Exercise objective – Beginning with the first line of the entries below, quote each line until you reach and include the line with "pub fn sma_series(values: &[Option<f64>], period: usize)".
- - -
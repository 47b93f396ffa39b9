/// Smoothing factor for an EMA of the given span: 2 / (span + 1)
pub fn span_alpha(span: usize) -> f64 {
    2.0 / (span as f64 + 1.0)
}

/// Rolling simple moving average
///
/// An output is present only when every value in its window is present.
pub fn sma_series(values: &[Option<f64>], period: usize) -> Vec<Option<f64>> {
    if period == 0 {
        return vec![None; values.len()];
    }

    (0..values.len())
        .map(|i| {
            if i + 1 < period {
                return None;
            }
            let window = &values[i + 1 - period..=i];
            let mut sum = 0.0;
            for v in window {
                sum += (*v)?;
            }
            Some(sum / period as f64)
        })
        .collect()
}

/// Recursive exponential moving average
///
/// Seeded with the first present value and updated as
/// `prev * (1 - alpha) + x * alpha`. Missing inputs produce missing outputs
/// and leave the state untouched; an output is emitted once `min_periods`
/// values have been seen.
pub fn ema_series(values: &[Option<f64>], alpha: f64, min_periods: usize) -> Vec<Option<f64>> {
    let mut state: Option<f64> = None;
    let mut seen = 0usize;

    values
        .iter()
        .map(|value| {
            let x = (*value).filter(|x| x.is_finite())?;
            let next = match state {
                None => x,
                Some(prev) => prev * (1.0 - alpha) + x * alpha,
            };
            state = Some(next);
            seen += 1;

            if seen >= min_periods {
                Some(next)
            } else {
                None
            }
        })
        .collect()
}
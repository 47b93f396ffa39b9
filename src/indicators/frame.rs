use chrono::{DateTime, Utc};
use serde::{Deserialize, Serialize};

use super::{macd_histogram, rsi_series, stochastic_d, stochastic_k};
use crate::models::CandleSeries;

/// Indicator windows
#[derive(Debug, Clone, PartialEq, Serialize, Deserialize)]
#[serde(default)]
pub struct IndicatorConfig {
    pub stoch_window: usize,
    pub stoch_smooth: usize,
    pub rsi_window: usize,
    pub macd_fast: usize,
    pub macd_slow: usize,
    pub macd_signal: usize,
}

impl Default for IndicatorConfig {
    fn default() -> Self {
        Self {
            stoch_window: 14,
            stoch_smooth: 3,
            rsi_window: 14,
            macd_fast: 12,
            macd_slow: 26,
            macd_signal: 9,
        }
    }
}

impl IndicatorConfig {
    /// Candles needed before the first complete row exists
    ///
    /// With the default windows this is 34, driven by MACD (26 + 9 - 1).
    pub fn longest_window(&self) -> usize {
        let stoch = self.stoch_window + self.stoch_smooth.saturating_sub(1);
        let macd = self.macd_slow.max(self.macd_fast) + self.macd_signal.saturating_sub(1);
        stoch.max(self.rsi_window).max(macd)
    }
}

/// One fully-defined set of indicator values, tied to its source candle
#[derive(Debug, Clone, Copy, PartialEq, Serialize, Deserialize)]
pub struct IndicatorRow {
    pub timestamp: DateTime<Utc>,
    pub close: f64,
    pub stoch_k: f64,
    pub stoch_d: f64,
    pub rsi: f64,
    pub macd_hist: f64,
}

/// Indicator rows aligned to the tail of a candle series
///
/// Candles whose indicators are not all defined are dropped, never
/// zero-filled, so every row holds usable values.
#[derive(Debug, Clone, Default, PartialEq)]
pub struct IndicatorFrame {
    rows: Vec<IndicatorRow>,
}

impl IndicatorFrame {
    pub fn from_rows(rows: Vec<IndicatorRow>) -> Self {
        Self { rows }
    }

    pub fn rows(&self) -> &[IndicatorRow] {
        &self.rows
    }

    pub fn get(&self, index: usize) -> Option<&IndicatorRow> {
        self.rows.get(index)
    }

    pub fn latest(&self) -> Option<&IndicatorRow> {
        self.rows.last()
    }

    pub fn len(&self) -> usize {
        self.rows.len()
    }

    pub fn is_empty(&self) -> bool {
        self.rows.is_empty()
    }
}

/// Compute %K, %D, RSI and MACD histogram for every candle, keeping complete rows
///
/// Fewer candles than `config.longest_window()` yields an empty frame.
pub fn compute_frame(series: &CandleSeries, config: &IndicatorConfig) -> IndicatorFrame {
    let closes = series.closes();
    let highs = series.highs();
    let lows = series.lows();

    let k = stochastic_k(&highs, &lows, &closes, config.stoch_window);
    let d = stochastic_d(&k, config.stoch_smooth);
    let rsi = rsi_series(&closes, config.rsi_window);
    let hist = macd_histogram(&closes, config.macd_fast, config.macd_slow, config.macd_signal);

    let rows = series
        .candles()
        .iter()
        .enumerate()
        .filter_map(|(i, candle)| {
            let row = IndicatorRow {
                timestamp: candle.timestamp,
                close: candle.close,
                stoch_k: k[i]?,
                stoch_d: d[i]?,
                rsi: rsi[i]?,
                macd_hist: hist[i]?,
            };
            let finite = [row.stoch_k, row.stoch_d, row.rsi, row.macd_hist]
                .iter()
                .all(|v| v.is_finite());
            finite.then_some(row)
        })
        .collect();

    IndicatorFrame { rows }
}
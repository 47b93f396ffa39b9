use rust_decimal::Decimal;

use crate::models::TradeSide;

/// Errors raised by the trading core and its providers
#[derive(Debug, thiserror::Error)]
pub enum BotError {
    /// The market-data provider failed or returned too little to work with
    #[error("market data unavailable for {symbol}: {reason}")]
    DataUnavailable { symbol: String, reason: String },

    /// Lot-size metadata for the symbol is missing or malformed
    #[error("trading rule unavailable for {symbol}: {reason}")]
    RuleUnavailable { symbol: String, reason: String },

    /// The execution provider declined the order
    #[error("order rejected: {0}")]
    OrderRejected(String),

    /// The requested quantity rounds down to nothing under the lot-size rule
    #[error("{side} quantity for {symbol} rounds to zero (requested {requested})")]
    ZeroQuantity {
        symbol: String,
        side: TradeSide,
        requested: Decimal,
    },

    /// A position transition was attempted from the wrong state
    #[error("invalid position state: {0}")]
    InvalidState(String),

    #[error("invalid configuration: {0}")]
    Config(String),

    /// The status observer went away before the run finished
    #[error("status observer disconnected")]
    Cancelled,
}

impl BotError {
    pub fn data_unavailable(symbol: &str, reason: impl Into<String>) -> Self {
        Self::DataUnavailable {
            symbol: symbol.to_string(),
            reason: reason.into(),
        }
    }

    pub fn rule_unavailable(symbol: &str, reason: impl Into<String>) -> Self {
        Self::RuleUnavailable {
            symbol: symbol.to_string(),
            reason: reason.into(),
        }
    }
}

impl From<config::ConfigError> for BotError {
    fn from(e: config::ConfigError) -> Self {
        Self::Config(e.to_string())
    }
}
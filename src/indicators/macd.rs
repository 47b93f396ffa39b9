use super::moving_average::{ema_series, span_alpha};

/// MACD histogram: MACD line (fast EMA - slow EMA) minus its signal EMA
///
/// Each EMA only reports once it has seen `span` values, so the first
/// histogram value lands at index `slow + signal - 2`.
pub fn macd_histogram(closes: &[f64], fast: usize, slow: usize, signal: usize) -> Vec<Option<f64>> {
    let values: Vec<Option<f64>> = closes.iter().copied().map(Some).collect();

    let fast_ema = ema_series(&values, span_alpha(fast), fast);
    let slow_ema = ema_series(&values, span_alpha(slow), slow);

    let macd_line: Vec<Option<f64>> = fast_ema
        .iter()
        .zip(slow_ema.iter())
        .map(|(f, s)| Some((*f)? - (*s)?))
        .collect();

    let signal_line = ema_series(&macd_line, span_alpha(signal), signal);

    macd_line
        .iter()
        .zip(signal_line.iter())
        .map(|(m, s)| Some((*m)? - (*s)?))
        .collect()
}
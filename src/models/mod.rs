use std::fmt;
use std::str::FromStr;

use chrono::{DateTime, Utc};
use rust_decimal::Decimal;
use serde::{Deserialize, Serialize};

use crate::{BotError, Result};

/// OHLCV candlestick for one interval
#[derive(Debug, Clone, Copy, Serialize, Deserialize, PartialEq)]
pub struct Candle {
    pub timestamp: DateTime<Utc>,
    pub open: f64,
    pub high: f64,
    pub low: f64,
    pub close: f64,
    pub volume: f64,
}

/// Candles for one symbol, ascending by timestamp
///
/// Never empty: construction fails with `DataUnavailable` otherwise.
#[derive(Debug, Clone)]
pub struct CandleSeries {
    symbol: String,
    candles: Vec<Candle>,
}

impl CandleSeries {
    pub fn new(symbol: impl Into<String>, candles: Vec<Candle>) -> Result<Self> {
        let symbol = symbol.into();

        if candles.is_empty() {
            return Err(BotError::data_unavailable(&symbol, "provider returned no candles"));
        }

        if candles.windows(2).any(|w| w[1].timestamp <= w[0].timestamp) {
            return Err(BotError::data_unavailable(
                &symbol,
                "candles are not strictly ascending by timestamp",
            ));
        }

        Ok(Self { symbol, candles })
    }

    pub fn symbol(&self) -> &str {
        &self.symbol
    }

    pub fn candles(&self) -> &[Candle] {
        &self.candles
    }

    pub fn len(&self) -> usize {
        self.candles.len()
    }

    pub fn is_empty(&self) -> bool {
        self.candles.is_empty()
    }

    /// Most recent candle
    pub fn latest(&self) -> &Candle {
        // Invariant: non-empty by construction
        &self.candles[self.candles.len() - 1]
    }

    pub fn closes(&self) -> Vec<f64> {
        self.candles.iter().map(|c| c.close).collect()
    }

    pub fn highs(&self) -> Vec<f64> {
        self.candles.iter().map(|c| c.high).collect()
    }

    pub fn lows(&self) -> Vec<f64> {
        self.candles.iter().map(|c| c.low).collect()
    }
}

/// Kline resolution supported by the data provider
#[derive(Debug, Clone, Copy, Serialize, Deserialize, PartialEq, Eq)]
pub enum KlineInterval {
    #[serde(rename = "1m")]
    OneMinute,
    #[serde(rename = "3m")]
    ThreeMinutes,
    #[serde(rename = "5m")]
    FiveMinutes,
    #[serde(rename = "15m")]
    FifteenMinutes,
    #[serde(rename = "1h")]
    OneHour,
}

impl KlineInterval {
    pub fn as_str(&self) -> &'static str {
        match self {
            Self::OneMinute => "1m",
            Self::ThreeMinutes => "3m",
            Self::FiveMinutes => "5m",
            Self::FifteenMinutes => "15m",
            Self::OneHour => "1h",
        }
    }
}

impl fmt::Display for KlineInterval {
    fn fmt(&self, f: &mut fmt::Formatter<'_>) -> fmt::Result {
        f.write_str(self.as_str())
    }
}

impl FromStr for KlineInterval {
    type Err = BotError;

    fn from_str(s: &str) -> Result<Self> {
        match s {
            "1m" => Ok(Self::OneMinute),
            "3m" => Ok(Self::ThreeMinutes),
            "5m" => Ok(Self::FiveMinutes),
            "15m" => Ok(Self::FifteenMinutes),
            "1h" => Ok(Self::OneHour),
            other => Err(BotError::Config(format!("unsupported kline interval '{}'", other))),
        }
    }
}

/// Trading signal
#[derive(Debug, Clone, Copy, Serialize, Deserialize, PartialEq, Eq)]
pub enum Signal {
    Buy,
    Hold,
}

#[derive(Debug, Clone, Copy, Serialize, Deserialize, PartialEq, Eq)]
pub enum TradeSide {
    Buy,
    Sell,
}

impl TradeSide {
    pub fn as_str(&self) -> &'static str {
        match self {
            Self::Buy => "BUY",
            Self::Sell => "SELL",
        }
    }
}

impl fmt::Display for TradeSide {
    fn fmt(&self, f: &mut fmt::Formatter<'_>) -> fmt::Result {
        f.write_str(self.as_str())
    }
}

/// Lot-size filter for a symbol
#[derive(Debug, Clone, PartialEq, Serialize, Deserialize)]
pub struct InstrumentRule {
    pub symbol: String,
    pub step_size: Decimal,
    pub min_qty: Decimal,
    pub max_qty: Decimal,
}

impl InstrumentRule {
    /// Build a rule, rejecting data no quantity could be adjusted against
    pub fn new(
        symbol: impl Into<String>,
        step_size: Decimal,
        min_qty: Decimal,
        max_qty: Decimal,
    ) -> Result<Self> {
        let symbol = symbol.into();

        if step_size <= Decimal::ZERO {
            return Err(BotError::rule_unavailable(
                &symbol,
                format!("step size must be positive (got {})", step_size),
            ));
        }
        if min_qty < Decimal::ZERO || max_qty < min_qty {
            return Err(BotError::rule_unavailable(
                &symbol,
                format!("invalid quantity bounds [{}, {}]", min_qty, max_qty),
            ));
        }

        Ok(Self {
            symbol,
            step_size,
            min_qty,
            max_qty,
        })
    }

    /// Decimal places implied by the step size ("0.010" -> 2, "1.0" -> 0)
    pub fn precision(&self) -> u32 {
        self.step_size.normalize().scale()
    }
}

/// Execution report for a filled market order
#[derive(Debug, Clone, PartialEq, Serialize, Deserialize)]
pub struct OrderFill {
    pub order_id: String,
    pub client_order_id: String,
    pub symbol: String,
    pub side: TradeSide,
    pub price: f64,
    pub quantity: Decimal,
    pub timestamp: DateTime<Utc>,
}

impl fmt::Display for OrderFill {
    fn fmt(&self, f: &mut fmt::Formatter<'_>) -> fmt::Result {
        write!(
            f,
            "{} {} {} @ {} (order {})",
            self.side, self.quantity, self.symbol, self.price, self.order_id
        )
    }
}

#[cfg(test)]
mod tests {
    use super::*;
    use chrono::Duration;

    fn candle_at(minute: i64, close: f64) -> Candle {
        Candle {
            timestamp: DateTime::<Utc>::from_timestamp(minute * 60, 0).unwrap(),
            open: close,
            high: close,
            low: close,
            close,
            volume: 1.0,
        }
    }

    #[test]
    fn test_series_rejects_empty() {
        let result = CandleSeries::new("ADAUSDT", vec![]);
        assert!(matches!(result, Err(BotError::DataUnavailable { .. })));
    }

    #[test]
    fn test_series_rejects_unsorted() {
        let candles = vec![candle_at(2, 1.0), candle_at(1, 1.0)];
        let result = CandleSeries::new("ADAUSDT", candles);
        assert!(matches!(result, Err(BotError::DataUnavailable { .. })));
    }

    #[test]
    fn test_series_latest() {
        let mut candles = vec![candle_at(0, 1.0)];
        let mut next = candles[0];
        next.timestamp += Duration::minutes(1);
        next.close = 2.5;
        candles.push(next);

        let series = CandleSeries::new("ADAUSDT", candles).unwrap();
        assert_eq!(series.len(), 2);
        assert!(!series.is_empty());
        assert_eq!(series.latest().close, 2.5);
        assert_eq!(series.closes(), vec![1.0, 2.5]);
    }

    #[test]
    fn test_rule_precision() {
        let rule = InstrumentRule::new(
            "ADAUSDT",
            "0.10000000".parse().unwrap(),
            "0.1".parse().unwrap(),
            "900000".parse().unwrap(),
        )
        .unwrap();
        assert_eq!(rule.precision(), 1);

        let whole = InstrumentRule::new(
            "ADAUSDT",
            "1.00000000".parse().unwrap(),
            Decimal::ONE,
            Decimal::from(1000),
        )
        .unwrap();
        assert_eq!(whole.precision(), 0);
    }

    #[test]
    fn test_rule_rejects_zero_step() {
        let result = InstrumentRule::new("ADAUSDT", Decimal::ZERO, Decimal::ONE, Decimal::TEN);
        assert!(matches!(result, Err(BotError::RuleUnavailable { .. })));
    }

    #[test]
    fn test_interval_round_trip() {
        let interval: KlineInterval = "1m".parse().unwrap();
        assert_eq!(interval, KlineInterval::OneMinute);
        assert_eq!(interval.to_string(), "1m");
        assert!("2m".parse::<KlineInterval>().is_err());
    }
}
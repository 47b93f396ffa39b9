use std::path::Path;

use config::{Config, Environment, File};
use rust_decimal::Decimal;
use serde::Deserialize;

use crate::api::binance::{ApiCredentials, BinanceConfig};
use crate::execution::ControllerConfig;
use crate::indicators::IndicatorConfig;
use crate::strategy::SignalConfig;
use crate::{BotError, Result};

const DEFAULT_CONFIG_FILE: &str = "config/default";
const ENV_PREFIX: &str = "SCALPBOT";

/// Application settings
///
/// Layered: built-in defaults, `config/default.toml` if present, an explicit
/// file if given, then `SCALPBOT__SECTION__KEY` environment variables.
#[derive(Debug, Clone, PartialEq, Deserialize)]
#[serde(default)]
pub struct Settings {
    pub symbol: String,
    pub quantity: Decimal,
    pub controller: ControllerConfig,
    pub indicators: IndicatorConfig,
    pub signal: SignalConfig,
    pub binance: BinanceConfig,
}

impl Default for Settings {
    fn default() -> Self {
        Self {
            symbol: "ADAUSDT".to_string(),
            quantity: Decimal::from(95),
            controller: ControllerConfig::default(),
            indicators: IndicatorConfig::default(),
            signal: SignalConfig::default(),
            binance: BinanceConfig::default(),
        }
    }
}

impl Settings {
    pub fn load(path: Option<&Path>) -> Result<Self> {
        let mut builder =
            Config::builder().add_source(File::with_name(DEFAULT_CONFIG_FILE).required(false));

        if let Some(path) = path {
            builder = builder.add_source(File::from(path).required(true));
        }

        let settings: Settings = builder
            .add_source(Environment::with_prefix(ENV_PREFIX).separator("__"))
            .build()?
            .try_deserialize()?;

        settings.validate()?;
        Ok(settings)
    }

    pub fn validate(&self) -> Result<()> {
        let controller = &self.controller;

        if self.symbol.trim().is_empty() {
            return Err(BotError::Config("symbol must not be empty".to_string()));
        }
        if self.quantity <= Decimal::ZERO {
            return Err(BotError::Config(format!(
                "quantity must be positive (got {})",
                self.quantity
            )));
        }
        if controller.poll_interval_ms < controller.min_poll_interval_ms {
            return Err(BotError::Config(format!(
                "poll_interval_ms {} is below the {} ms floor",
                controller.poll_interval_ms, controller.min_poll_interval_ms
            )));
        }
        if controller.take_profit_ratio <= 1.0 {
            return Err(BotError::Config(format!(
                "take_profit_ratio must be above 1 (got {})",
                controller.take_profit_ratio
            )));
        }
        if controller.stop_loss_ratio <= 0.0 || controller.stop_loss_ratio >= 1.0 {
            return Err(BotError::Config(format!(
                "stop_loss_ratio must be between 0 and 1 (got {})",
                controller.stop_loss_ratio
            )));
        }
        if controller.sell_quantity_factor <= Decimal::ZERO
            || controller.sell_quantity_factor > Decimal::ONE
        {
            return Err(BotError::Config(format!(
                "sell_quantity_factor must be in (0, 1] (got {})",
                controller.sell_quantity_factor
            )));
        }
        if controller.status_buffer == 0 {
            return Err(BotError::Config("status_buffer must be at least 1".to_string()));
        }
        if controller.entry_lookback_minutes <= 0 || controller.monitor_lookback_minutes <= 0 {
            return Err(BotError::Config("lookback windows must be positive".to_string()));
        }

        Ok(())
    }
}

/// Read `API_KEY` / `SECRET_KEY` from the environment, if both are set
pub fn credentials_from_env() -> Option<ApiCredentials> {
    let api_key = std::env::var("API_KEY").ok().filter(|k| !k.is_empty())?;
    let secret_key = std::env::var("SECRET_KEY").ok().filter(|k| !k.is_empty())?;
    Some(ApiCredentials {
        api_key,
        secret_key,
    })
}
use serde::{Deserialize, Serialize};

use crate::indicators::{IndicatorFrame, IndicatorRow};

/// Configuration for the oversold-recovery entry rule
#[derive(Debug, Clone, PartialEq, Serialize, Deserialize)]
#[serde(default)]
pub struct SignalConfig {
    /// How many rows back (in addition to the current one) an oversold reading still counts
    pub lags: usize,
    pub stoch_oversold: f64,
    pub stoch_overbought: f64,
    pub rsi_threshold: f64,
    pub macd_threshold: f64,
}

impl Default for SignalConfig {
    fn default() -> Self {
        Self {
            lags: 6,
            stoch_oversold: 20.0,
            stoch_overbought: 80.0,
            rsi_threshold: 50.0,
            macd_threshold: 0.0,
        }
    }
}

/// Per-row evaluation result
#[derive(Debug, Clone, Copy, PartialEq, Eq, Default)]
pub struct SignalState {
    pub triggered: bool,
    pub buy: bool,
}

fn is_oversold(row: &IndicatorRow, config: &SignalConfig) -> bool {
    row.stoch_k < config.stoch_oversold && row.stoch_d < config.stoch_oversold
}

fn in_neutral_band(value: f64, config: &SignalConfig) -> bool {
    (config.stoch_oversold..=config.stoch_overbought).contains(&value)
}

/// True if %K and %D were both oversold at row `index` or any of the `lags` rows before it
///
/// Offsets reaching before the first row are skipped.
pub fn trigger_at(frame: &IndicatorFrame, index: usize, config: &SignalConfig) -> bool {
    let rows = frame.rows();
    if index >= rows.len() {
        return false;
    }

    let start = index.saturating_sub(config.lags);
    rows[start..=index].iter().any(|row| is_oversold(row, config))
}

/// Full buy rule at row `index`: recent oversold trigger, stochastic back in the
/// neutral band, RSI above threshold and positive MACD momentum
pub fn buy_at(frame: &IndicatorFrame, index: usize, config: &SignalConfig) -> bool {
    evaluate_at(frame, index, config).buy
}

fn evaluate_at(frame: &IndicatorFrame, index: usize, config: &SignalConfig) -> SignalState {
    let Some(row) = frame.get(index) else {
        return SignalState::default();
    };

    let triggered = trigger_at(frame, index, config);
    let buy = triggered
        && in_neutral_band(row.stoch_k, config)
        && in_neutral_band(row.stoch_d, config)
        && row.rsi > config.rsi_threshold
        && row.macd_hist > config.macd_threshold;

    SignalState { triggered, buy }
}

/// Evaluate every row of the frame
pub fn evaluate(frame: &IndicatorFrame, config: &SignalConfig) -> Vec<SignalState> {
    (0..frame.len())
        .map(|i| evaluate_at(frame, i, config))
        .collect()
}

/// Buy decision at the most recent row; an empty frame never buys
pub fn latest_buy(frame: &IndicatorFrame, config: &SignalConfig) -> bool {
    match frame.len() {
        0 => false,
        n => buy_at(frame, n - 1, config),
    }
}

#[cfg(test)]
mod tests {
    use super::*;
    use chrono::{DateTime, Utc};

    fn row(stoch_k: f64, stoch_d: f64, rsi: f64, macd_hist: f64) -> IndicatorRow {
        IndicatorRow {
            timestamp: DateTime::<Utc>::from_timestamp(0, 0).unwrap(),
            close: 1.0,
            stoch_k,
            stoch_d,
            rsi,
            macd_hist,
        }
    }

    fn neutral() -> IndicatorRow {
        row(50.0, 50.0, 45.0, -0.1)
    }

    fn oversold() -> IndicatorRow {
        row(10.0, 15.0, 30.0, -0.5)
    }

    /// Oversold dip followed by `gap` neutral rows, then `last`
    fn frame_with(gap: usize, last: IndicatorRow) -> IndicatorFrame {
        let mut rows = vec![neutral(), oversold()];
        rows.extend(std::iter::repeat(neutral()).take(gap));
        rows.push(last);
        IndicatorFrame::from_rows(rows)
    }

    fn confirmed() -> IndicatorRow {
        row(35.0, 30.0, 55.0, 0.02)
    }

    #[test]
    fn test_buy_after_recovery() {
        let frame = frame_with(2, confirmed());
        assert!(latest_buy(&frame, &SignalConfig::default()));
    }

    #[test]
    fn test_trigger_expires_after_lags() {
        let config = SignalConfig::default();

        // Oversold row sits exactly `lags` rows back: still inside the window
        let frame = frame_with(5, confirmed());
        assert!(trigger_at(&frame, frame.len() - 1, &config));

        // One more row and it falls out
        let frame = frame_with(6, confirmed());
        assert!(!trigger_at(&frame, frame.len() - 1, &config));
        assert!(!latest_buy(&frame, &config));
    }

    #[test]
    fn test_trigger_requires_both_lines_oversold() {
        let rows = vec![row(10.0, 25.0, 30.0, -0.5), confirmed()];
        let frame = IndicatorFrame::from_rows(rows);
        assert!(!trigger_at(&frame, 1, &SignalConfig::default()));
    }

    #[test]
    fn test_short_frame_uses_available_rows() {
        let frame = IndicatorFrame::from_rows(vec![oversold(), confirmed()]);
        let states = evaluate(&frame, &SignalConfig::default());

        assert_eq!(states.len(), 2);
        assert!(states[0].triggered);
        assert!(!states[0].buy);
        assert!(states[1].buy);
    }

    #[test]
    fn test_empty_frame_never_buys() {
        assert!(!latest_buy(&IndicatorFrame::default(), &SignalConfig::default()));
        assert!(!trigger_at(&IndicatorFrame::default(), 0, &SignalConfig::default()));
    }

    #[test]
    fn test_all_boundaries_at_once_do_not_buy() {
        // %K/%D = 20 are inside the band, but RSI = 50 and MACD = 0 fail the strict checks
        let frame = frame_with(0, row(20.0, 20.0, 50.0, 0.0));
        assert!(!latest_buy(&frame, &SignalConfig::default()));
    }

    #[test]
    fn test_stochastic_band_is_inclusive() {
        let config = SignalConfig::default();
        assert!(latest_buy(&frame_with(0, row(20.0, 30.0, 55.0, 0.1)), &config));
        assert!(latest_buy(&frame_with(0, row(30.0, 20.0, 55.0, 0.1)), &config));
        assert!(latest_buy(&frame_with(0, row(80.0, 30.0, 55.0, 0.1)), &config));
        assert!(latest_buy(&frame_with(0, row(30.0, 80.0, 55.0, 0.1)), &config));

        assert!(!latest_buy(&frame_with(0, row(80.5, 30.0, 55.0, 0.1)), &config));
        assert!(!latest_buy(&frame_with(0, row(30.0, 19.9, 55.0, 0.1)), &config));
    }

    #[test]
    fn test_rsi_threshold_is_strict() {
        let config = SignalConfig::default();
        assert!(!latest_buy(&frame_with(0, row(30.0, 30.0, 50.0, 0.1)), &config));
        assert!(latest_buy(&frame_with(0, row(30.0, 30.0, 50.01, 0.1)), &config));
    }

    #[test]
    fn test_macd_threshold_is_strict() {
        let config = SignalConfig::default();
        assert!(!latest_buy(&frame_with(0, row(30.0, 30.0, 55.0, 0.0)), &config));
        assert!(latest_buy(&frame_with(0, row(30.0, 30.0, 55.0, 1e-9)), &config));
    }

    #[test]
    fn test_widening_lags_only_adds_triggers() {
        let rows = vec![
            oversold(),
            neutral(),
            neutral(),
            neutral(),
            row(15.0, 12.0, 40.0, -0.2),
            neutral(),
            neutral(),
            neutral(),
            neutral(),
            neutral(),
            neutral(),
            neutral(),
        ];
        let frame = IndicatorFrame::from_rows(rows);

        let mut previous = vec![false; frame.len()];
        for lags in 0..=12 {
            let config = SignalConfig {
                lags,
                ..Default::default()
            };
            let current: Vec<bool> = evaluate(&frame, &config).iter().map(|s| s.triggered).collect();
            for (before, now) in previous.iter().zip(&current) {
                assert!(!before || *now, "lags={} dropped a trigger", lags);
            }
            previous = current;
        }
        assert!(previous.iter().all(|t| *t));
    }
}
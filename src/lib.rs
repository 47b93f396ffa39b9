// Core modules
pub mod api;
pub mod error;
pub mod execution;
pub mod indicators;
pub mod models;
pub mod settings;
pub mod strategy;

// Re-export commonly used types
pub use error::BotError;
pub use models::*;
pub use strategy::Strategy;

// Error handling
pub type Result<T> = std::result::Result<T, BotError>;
- - -
Written answer –
repository 47b93f396ffa39b9
/// Smoothing factor for an EMA of the given span: 2 / (span + 1)
pub fn span_alpha(span: usize) -> f64 {
    2.0 / (span as f64 + 1.0)
}

/// Rolling simple moving average
///
/// An output is present only when every value in its window is present.
pub fn sma_series(values: &[Option<f64>], period: usize) -> Vec<Option<f64>> {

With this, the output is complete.